Wtedy nie ma rady - korektor jest niezbędny. Dlatego warto na wszelki wypadek mieć ten awaryjny kosmetyk w swojej kosmetyczce. Jasne, że najlepiej byłoby posiadać różne korektory, na różne problemy - płynny do maskowania cieni, antybakteryjny na krostki, a zielony na pękające naczynka. Ale po co wszystkie je dźwigać i wydawać na nie krocie, skoro można znaleźć kosmetyk 2 albo nawet 3 w 1.
Producenci obu niżej opisanych korektorów za takie uważają swoje dzieła - można ich używać do maskowania pojedynczych niedoskonałości w postaci wyprysków i do ukrywania cieni pod oczami.

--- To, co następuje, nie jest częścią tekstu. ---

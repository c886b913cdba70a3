//! Filesystem-safe name derivation
//!
//! The reserved-character set and trailing-dot stripping are a portability
//! policy applied on every platform, not host detection logic.

/// Characters stripped unconditionally (reserved on at least one common
/// filesystem)
pub const RESERVED_CHARS: &[char] = &['<', '>', ':', '"', '/', '\\', '|', '?', '*'];

/// Derive a filesystem-safe, length-bounded name from ticket text.
///
/// Steps: strip reserved characters, trim, strip trailing dots, truncate
/// to `max_len` characters preferring the last whitespace boundary so
/// words are not split, and substitute a `Ticket_<number>` placeholder if
/// nothing is left. When `extension` is given (without its dot), the
/// truncation budget is reduced by the extension plus one separator and
/// the extension is re-appended unchanged.
pub fn sanitize_name(text: &str, number: u32, max_len: usize, extension: Option<&str>) -> String {
    let budget = match extension {
        Some(ext) => max_len.saturating_sub(ext.chars().count() + 1),
        None => max_len,
    };

    let cleaned: String = text.chars().filter(|c| !RESERVED_CHARS.contains(c)).collect();
    let cleaned = cleaned.trim().trim_end_matches('.').trim();

    let mut base = truncate_at_word(cleaned, budget);
    if base.is_empty() {
        base = format!("Ticket_{}", number);
    }

    match extension {
        Some(ext) => format!("{}.{}", base, ext),
        None => base,
    }
}

/// Truncate to at most `max_len` characters, cutting at the last
/// whitespace boundary within the limit when one exists
fn truncate_at_word(text: &str, max_len: usize) -> String {
    let chars: Vec<char> = text.chars().collect();
    if chars.len() <= max_len {
        return text.to_string();
    }

    let head = &chars[..max_len];
    let cut = match head.iter().rposition(|c| c.is_whitespace()) {
        // A boundary at position 0 would leave nothing; hard-cut instead
        Some(0) | None => max_len,
        Some(pos) => pos,
    };

    head[..cut].iter().collect::<String>().trim_end().to_string()
}
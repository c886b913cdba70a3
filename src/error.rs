//! Error types for the ticket-binder library

use std::path::PathBuf;
use thiserror::Error;

/// Result type alias using our Error type
pub type Result<T> = std::result::Result<T, Error>;

/// Main error type for the ticket-binder library
#[derive(Error, Debug)]
pub enum Error {
    /// PDF processing error
    #[error("PDF error: {0}")]
    Pdf(#[from] lopdf::Error),

    /// IO error
    #[error("IO error: {0}")]
    Io(#[from] std::io::Error),

    /// File not found
    #[error("File not found: {}", .0.display())]
    FileNotFound(PathBuf),

    /// Invalid PDF (no pages)
    #[error("PDF has no pages: {}", .0.display())]
    EmptyPdf(PathBuf),

    /// Invalid exclusion pattern
    #[error("Invalid exclusion pattern: {0}")]
    InvalidPattern(String),

    /// General error
    #[error("{0}")]
    General(String),
}
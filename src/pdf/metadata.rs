//! PDF catalog traversal and page counting

use std::path::Path;

use lopdf::{Document, Object, ObjectId};

use crate::error::{Error, Result};

/// Object id of the document catalog (the trailer's Root)
pub fn catalog_id(doc: &Document) -> Result<ObjectId> {
    let root = doc
        .trailer
        .get(b"Root")
        .map_err(|_| Error::General("No Root in trailer".to_string()))?;

    match root {
        Object::Reference(id) => Ok(*id),
        _ => Err(Error::General("Root is not a reference".to_string())),
    }
}

/// Object id of the root Pages node
pub fn pages_root_id(doc: &Document) -> Result<ObjectId> {
    let catalog = doc.get_object(catalog_id(doc)?)?;
    let pages = catalog
        .as_dict()
        .map_err(|_| Error::General("Catalog is not a dictionary".to_string()))?
        .get(b"Pages")
        .map_err(|_| Error::General("No Pages in catalog".to_string()))?;

    match pages {
        Object::Reference(id) => Ok(*id),
        _ => Err(Error::General("Pages is not a reference".to_string())),
    }
}

/// Count pages by reading Count from the root Pages dictionary.
/// More reliable than get_pages() for nested page trees.
pub fn count_pages_in(doc: &Document) -> Result<usize> {
    let pages = doc.get_object(pages_root_id(doc)?)?;
    let count = pages
        .as_dict()
        .map_err(|_| Error::General("Pages is not a dictionary".to_string()))?
        .get(b"Count")
        .map_err(|_| Error::General("No Count in Pages".to_string()))?;

    match count {
        Object::Integer(n) => Ok(*n as usize),
        _ => Err(Error::General("Count is not an integer".to_string())),
    }
}

/// Count the number of pages in a PDF file
pub fn count_pages(path: &Path) -> Result<usize> {
    if !path.exists() {
        return Err(Error::FileNotFound(path.to_path_buf()));
    }

    let doc = Document::load(path)?;
    let page_count = count_pages_in(&doc)?;

    if page_count == 0 {
        return Err(Error::EmptyPdf(path.to_path_buf()));
    }

    Ok(page_count)
}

Korektor w sztyfcie Anti-Cernes Multi-Action Concealer Yves Saint Laurent: Zaletami tego kosmetyku są jego delikatna konsystencja (wręcz aksamitna), szybkie wchłanianie się, jednoczesne stapianie ze skórą oraz zawartość wyciągu z ginko biloba, którego zadaniem jest niwelowanie cieni po oczami, poprzez poprawę mikrokrążenia. Niestety, cena jest mniej przyjazna - niewielki sztyft kosztuje aż 104 złote, więc niewiele kobiet na niego stać.
Tańszym odpowiednikiem powyższego kosmetyku jest korektor marki Synergen, dostępny w sklepach Rossman. Kupicie go za około 6 złotych. Trzeba przyznać, że opakowanie ma bardzo ładne i eleganckie, a właściwości również całkiem dobre. Korektor nieźle maskuje niedoskonałości, matując przy tym skórę. Sprawdza się także przy cieniach pod oczami. Jest dobry szczególnie dla nastolatek, ponieważ w błyskawicznym tempie przysusza wypryski.
Korektor do twarzy to kolejny kosmetyk, który, jak się okazuje, może być tańszy, a wcale nie jest gorszy. W tym przypadku radzimy się zastanowić, czy bardziej potrzebujemy maskować cienie, czy wypryski. Jeśli to drugie - w 100 % sprawdzi się Synergen. Jeżeli jednak naszą zmorą są cienie, może warto zainwestować w kosmetyk YSL i przetestować na własnej skórze właściwości wyciągu z ginko?